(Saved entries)
====================
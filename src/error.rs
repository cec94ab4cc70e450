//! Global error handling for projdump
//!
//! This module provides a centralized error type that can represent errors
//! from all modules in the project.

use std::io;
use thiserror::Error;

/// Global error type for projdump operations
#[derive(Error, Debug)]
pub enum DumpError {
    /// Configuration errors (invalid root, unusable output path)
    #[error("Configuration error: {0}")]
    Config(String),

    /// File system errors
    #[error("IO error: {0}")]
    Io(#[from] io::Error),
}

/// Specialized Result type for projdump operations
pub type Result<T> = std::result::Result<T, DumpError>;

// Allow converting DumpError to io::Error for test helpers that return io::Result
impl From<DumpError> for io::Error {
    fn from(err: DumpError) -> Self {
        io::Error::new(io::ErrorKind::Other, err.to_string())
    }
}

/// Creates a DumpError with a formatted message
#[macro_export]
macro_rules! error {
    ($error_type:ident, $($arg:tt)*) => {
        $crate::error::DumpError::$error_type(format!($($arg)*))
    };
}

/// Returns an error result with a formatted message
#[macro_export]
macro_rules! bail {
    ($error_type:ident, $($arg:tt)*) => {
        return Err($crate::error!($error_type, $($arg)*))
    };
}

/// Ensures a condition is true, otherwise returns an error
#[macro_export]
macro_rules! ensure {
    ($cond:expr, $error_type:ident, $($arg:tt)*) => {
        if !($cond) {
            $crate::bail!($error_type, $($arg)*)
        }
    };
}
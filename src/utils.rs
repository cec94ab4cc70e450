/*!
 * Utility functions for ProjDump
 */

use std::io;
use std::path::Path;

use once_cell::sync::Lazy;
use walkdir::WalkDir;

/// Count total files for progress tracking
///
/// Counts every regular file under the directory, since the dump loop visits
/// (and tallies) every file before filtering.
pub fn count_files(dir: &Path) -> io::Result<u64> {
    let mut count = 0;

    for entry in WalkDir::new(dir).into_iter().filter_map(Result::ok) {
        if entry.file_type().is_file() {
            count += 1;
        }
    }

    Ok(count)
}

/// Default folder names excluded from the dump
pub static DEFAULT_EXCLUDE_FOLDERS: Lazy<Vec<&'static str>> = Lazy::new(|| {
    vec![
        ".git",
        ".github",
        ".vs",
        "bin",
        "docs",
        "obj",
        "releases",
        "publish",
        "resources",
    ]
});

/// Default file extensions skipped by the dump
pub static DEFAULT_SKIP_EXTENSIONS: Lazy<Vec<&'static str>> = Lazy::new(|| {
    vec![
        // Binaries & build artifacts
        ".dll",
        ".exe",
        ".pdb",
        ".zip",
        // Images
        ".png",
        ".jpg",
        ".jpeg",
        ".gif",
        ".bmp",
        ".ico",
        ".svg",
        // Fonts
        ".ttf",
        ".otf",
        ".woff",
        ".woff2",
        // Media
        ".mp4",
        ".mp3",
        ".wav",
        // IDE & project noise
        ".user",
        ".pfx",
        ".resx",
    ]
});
====================
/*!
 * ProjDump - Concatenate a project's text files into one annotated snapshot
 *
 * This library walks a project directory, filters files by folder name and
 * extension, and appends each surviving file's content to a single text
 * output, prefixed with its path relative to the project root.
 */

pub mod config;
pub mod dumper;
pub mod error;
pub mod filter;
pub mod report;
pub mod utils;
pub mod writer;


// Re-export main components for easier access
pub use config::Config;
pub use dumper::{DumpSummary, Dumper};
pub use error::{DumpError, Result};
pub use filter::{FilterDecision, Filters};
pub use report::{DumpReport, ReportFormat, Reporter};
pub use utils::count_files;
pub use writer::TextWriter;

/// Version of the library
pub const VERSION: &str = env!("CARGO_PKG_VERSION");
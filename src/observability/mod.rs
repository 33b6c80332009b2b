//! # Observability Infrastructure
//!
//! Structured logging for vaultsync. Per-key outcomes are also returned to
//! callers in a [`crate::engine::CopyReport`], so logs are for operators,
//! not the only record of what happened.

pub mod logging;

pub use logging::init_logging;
====================
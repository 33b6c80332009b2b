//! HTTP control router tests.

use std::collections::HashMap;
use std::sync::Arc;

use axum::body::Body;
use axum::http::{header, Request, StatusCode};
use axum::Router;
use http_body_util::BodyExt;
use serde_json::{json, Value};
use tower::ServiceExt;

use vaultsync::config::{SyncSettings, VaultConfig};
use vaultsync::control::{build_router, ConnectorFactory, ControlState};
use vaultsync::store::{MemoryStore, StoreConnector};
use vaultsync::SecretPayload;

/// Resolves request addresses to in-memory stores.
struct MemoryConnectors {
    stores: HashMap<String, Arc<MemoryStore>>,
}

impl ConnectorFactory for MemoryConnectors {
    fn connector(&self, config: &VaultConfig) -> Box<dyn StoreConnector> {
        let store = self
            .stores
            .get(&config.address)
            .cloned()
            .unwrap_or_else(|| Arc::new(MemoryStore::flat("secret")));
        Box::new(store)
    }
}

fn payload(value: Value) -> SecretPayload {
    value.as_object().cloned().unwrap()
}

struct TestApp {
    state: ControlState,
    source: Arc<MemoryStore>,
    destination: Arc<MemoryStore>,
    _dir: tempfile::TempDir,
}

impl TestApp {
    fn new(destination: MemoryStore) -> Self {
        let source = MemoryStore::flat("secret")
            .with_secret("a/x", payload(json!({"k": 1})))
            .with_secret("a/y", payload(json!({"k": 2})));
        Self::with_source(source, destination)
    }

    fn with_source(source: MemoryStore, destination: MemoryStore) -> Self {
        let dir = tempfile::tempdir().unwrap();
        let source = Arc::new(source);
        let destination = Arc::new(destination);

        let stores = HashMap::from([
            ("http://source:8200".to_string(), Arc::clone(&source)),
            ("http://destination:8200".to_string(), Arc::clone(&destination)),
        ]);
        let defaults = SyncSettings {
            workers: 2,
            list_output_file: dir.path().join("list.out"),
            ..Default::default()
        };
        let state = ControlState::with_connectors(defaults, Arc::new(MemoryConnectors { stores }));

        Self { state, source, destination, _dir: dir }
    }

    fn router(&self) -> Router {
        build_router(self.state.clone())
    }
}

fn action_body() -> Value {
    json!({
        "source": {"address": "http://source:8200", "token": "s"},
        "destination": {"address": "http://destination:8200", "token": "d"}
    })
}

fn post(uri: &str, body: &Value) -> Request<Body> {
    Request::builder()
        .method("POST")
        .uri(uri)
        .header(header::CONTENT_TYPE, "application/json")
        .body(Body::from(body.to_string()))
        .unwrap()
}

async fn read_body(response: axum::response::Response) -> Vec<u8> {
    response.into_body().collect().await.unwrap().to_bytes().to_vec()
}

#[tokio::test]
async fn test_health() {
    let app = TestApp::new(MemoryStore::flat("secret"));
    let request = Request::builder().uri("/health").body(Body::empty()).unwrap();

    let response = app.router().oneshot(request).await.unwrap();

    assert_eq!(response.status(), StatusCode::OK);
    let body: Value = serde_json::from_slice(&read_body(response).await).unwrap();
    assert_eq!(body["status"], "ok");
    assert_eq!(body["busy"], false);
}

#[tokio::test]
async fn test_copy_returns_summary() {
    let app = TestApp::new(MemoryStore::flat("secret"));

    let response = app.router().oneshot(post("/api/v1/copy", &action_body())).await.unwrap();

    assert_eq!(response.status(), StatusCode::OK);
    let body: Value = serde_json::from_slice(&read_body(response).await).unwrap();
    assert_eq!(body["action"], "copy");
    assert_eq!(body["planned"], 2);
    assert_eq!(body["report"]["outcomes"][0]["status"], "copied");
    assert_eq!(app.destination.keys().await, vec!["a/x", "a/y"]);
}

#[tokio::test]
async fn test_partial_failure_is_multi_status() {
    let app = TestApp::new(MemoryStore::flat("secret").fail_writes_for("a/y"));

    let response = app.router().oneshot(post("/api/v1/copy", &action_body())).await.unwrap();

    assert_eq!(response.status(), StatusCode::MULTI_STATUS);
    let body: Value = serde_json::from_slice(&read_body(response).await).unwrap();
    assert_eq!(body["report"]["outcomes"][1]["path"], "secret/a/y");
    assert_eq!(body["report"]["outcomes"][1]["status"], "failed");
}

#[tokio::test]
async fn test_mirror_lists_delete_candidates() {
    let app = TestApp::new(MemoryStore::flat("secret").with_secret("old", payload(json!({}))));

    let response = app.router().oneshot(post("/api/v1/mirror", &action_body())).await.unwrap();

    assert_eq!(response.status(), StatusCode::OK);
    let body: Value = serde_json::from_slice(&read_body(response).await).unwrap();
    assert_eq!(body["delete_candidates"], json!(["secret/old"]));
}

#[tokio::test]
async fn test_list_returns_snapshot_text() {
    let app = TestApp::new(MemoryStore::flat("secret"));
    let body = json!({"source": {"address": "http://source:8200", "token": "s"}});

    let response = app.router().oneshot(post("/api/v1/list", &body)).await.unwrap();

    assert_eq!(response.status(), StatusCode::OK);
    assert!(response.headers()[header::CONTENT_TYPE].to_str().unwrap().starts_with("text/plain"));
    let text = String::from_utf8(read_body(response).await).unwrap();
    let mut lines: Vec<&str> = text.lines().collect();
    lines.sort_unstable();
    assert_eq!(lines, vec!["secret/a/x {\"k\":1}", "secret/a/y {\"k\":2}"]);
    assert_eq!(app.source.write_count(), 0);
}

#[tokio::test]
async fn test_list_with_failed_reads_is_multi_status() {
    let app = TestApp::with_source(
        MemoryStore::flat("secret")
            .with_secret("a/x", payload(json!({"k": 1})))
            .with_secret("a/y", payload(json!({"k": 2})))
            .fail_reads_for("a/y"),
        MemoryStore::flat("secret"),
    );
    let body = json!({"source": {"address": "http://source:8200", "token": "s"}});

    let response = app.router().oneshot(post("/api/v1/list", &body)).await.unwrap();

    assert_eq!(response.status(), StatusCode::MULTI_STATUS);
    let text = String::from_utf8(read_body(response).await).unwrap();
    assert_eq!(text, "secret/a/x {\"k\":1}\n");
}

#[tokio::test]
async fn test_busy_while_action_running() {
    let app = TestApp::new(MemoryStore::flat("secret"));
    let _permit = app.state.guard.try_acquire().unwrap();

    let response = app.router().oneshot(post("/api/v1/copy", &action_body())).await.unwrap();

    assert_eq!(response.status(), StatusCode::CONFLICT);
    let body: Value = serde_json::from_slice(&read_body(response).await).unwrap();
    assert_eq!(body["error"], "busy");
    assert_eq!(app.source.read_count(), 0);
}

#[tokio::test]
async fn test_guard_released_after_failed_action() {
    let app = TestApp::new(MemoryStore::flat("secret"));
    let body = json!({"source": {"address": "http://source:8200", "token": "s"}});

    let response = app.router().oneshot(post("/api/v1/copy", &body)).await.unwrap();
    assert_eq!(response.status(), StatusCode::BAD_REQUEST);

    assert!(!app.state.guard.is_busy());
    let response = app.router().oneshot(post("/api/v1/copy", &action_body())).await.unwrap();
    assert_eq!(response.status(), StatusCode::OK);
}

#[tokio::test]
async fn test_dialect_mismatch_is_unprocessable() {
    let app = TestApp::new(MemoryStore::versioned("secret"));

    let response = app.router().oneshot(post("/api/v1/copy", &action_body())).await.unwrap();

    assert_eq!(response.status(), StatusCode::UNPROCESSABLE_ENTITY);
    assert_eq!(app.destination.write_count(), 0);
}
====================
== YOUR TASK ==
List the lines of the records where "errors" occurs.

== SOLUTION FOR THIS TASK ==
//! This module provides a centralized error type that can represent errors
    /// Configuration errors (invalid root, unusable output path)
    /// File system errors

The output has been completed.